(57)特許を巡る争いの事例;カゴメ緑色飲料特許

カゴメ株式会社の特許第5994160号は、小松菜などの緑色野菜を含有する容器詰飲料の色合い劣化の抑制に関する。伊藤園から異議申立され、カゴメは飲料に使用する緑色野菜を破砕されたもの等に限定する訂正を行ったが、進歩性無しと判断され、特許は取り消された。

カゴメ株式会社の特許第5994160号「容器詰緑色野菜含有飲料及びその製造方法、並びに容器詰緑色野菜含有飲料における色合い劣化抑制方法」を取り上げる。

 

特許公報の特許請求の範囲は、以下の通りである

https://www.j-platpat.inpit.go.jp/web/PU/JPB_5994160/8D8B0410FFF5BC744BFE6D45FC245138)。

【請求項1】

容器詰緑色野菜含有飲料であって、

その流通温度帯は、チルド帯であり、

そのpHは、4.6乃至6.5であり、かつ、

その製造から11日後の-a/b値は、0.1以上である、

もの。

(請求項2以下、省略)

 

緑色野菜として、小松菜や大麦若葉、クレソン、ホウレンソウ、ケールが例示されている。

容器詰緑色野菜含有飲料が直面している課題の一つは、見た目におけるフレッシュ感であり、具体的には、色合いである。フレッシュ感を実現する方法の1つは、食品添加物であり、加熱殺菌であり、その程度もより強いものとなる。

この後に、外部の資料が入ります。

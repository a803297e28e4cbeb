//! Declarative reconciliation engine for the OpenTelemetry operator
//!
//! Turns a desired child set into cluster state: diffing, capability-gated
//! ownership, apply with conflict retry and immutable-field recreation,
//! orphan pruning, and singleton election.
//!
//! Related crates:
//! - `otel-common`: CRDs, errors and shared utilities
//! - `otel-operator`: controllers and manifest builders driving this engine

#![deny(missing_docs)]

pub mod apply;
pub mod capabilities;
pub mod client;
pub mod diff;
pub mod gate;
pub mod index;
pub mod kind;
pub mod mutate;
pub mod owned;
pub mod retention;
pub mod singleton;

pub use apply::{ApplySummary, DesiredObject, OwnedObject, OwnedObjects, OwnerInfo, Reconciler};
pub use capabilities::{
    Availability, Capabilities, CapabilityProbe, CapabilityRegistry, KubeCapabilityProbe,
};
pub use client::{KubeObjectClient, ObjectClient, ObjectKey};
pub use gate::KeyedGate;
pub use index::OwnerIndex;
pub use kind::OwnedKind;
pub use owned::{collect_owned, owned_kinds, ControllerRole};
pub use singleton::{elect, Election, SingletonCandidate};

pub use otel_common::{Error, Result};
//! Retry utilities with exponential backoff and jitter.
//!
//! [`retry_with_backoff_if`] only retries failures a predicate accepts.
//! The child applier and the finalizer patch use it with
//! [`RetryConfig::on_conflict`] so that only optimistic-concurrency
//! conflicts loop, while everything else surfaces immediately.

use std::time::Duration;

use rand::Rng;
use tracing::{debug, warn};

/// Backoff settings for operations that may fail transiently.
#[derive(Clone, Debug)]
pub struct RetryConfig {
    /// Maximum number of attempts (0 = infinite)
    pub max_attempts: u32,
    /// Initial delay between retries
    pub initial_delay: Duration,
    /// Maximum delay between retries
    pub max_delay: Duration,
    /// Multiplier for exponential backoff
    pub backoff_multiplier: f64,
}

impl RetryConfig {
    /// Short, flat retry used around read-modify-write cycles.
    ///
    /// Five attempts ten milliseconds apart: a conflict means someone else
    /// wrote the object a moment ago, and a fresh read nearly always wins.
    pub fn on_conflict() -> Self {
        Self {
            max_attempts: 5,
            initial_delay: Duration::from_millis(10),
            max_delay: Duration::from_millis(10),
            backoff_multiplier: 1.0,
        }
    }
}

/// Execute an async operation, retrying only errors for which `should_retry`
/// returns true. Any other error is returned on the attempt that produced it.
pub async fn retry_with_backoff_if<F, Fut, T, E, P>(
    config: &RetryConfig,
    operation_name: &str,
    should_retry: P,
    mut operation: F,
) -> Result<T, E>
where
    F: FnMut() -> Fut,
    Fut: std::future::Future<Output = Result<T, E>>,
    E: std::fmt::Display,
    P: Fn(&E) -> bool,
{
    let mut attempt = 0u32;
    let mut delay = config.initial_delay;

    loop {
        attempt += 1;

        let e = match operation().await {
            Ok(result) => return Ok(result),
            Err(e) => e,
        };

        if !should_retry(&e) {
            debug!(operation = %operation_name, attempt, error = %e, "Operation failed, not retryable");
            return Err(e);
        }

        if config.max_attempts > 0 && attempt >= config.max_attempts {
            warn!(
                operation = %operation_name,
                attempt,
                error = %e,
                "Operation failed after max retries"
            );
            return Err(e);
        }

        // Jitter: 0.5x to 1.5x of the delay
        let jitter = rand::thread_rng().gen_range(0.5..1.5);
        let jittered_delay = Duration::from_secs_f64(delay.as_secs_f64() * jitter);

        debug!(
            operation = %operation_name,
            attempt,
            error = %e,
            delay_ms = jittered_delay.as_millis(),
            "Operation failed, retrying"
        );

        tokio::time::sleep(jittered_delay).await;

        delay = Duration::from_secs_f64(
            (delay.as_secs_f64() * config.backoff_multiplier).min(config.max_delay.as_secs_f64()),
        );
    }
}

#[cfg(test)]
mod tests {
    use super::*;
    use std::sync::atomic::{AtomicU32, Ordering};
    use std::sync::Arc;

    fn fast(max_attempts: u32) -> RetryConfig {
        RetryConfig {
            max_attempts,
            initial_delay: Duration::from_millis(1),
            max_delay: Duration::from_millis(5),
            backoff_multiplier: 2.0,
        }
    }

    #[tokio::test]
    async fn succeeds_after_transient_failures() {
        let count = Arc::new(AtomicU32::new(0));
        let c = count.clone();

        let result: Result<i32, &str> = retry_with_backoff_if(&fast(5), "op", |_| true, || {
            let c = c.clone();
            async move {
                if c.fetch_add(1, Ordering::SeqCst) < 2 {
                    Err("fail")
                } else {
                    Ok(42)
                }
            }
        })
        .await;

        assert_eq!(result, Ok(42));
        assert_eq!(count.load(Ordering::SeqCst), 3);
    }

    #[tokio::test]
    async fn gives_up_after_max_attempts() {
        let count = Arc::new(AtomicU32::new(0));
        let c = count.clone();

        let result: Result<i32, &str> = retry_with_backoff_if(&fast(3), "op", |_| true, || {
            let c = c.clone();
            async move {
                c.fetch_add(1, Ordering::SeqCst);
                Err("always fails")
            }
        })
        .await;

        assert_eq!(result, Err("always fails"));
        assert_eq!(count.load(Ordering::SeqCst), 3);
    }

    #[tokio::test]
    async fn predicate_stops_on_non_retryable_error() {
        let count = Arc::new(AtomicU32::new(0));
        let c = count.clone();

        let result: Result<i32, &str> =
            retry_with_backoff_if(&fast(5), "op", |e| *e == "conflict", || {
                let c = c.clone();
                async move {
                    if c.fetch_add(1, Ordering::SeqCst) == 0 {
                        Err("conflict")
                    } else {
                        Err("forbidden")
                    }
                }
            })
            .await;

        assert_eq!(result, Err("forbidden"));
        assert_eq!(count.load(Ordering::SeqCst), 2);
    }

    #[test]
    fn conflict_config_is_flat() {
        let cfg = RetryConfig::on_conflict();
        assert_eq!(cfg.max_attempts, 5);
        assert_eq!(cfg.initial_delay, cfg.max_delay);
    }
}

容器詰緑色野菜含有飲料のpHが所定の範囲内にすることによって、野菜本来の風味及び色合いが両立できると書かれている。

 

公開公報の特許請求の範囲は、以下のようである (特開2016-131519

https://www.j-platpat.inpit.go.jp/web/PU/JPA_H28131519/DB016864770F825B1A9E661C05E82999)。

【請求項1】

容器詰緑色野菜含有飲料であって、

そのpHは、4.6乃至6.5であり、かつ、

その-a/b値は、0.1以上である、

もの。

(請求項2以下、省略)

 

「流通温度帯はチルド帯」「製造から11日後の」-a/b値の

2つの限定を加えることによって、特許査定されている。

 

出願日は平成27年1月19日、審査請求は平成27年8月28日で、出願後7カ月目に早期審査請求されている。

公開公報発行日(平成28725日)は、特許査定日(平成28年7月14日)の後であり、特許公報の発行日(平成28921日)は公開公報発行日の2カ月後である。

 

特許公報発行日の半年後(平成29年3月21日)に異議申立された(2017-700287)が、異議申立人の一人は伊藤園所属である。

 

審理の結論は、以下の通りである。

特許第5994160号の特許請求の範囲を訂正請求書に添付された訂正特許請求の範囲のとおり、訂正後の請求項〔1-6〕、7、8について訂正することを認める。

特許第5994160号の請求項1ないし8に係る特許を取り消す。

 

カゴメは特許請求の範囲を以下のように訂正した。

【請求項1】

容器詰緑色野菜含有飲料であって、

その流通温度帯は、チルド帯であり、

そのpHは、4.6乃至6.5であり、かつ、

その製造から11日後の-a/b値は、0.1以上であり、

それが含有するのは、破砕された緑色野菜、及び、

この緑色野菜とは異なる野菜又は果実であり、

前記破砕された緑色野菜は、その破砕前に加熱されていないものである、

もの。

(請求項2以下、省略)

 

緑色野菜を「破砕された緑色野菜、及び、この緑色野菜とは異なる野菜又は果実であり、前記破砕された緑色野菜は、その破砕前に加熱されていないもの」という限定を加えた。

審判官は、本発明と、異議申立人提出の引用例2(特開平8-308542号公報)とを対比させて、以下の3点の相違点があるとした。

[相違点1-1]引用例には、「その流通温度帯は、チルド帯であり」、「そのpHは、4.6乃至6.5であ」るのという特定はなされていない、

[相違点1-2]引用例には、緑色野菜が、「その破砕前に加熱されていないものである」という特定はなされていない、

[相違点1-3]引用例には、「破砕された緑色野菜」が「ほうれん草」のみである。

 

上記相違点について、引用例において、上記相違点を採用することは、当業者が容易に想到し得たことであり、また、本件発明1の奏する効果をみても、特別なものではなく、当業者が予測し得る範囲内のものあると判断した。

そして、その他の請求項も含めて、当業者が容易に発明をすることができたものであるから、特許法第29条第2項の規定に違反し、取り消されるべきものであると結論された。

なお、本特許は分割出願(特願2016-152258、特開2017-6134)されている。